Il découvre la filière maçonnerie du bâti ancien du centre AFPA de Saint-Malo. “J’y ai vu, une opportunité, une véritable continuité avec l’archéologie. Après cela, j’ai travaillé deux ans dans une entreprise de rénovation en Bretagne (Lepage Rénovation) puis deux autres années chez Art de Bâtir dans la Vienne où je me suis réellement spécialisé dans la pierre.”

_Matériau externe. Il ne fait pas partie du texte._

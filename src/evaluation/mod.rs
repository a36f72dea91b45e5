//! Route summary and feasibility checking.
//!
//! - [`route_length`]: the objective shared by both solvers
//! - [`RouteEvaluator`]: builds depot-anchored routes with load and distance
//! - [`check_solution`]: lists every broken routing invariant

mod evaluator;

pub use evaluator::{check_solution, route_length, RouteEvaluator};
pub(crate) use evaluator::sum_edges;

Guillaume a 15 ans lorsqu’un tailleur de pierre lui transmet sa passion. “Dès que cela a été possible j’ai commencé un apprentissage dans la maçonnerie, avec une entreprise qui travaille dans le bâti ancien et le CFA de l’Association Ouvrière des Compagnons du Devoir du Tour de France.”  Puis il démarre son tour de France :  “La première année il m’ont poussé a travaillé dans le neuf (parpaing, béton), ce qui m’a permis de me former de ce côté là mais m’a aussi conforté dans le choix de me spécialiser dans le bâti ancien.”

Ces six années de Tour de France, forment Guillaume qui évolue désormais en tant que chef d’équipe et lui permettent d’accéder à de prestigieux chantiers de rénovation d’églises, de grandes maisons bourgeoises et d’hôtels particuliers.

De part et d’autre, Vincent et Guillaume partagent l’envie de créer leurs activités. Leur rencontre va concrétiser ce souhait et les conduit vers une aventure entrepreneuriale aux valeurs communes :  l’humain avant l’argent et le travail de qualité.

Vincent, Guillaume, en quoi consiste votre activité ? Et où exercez-vous  ?

Notre activité consiste avant tout à réhabiliter le bâtiment ancien en respectant son intégrité architecturale et locale. Pour y parvenir nous mettons en œuvre des techniques anciennes et des matériaux naturels et locaux. Nos objectifs étant de travailler dans le bâti ancien et dans le même temps d’approfondir nos connaissances dans l’isolation écologique.

Notre dépôt se situe dans le sud Vienne, nous souhaitons intervenir dans un rayon de 50 km aux alentours.

Qu’est-ce qui vous a conduit à rejoindre l’AlterBative ?

Nous travaillons au sein de l’AlterBative depuis le premier avril 2019. Nous avons découvert la coopérative en passant devant le chantier d’un tailleur de pierre qui y a développé son activité. Il y a toutes sortes de formes juridiques pour se lancer, et nous cherchions celle qui nous correspondait. L’Alterbative présentait des valeurs en adéquation avec les nôtres.

Que vous apporte le statut d’entrepreneur-salarié de la coopérative ? 

Le statut d’entrepreneur salarié nous apporte tous les avantages du salariat (mutuelle, chômage, formations, etc.) ainsi que la liberté de gérer notre activité comme nous l’entendons tout en étant accompagné de façon personnalisée. Rejoindre l’Alterbative nous a également permis d’intégrer un réseau d’artisans qui partagent des valeurs communes.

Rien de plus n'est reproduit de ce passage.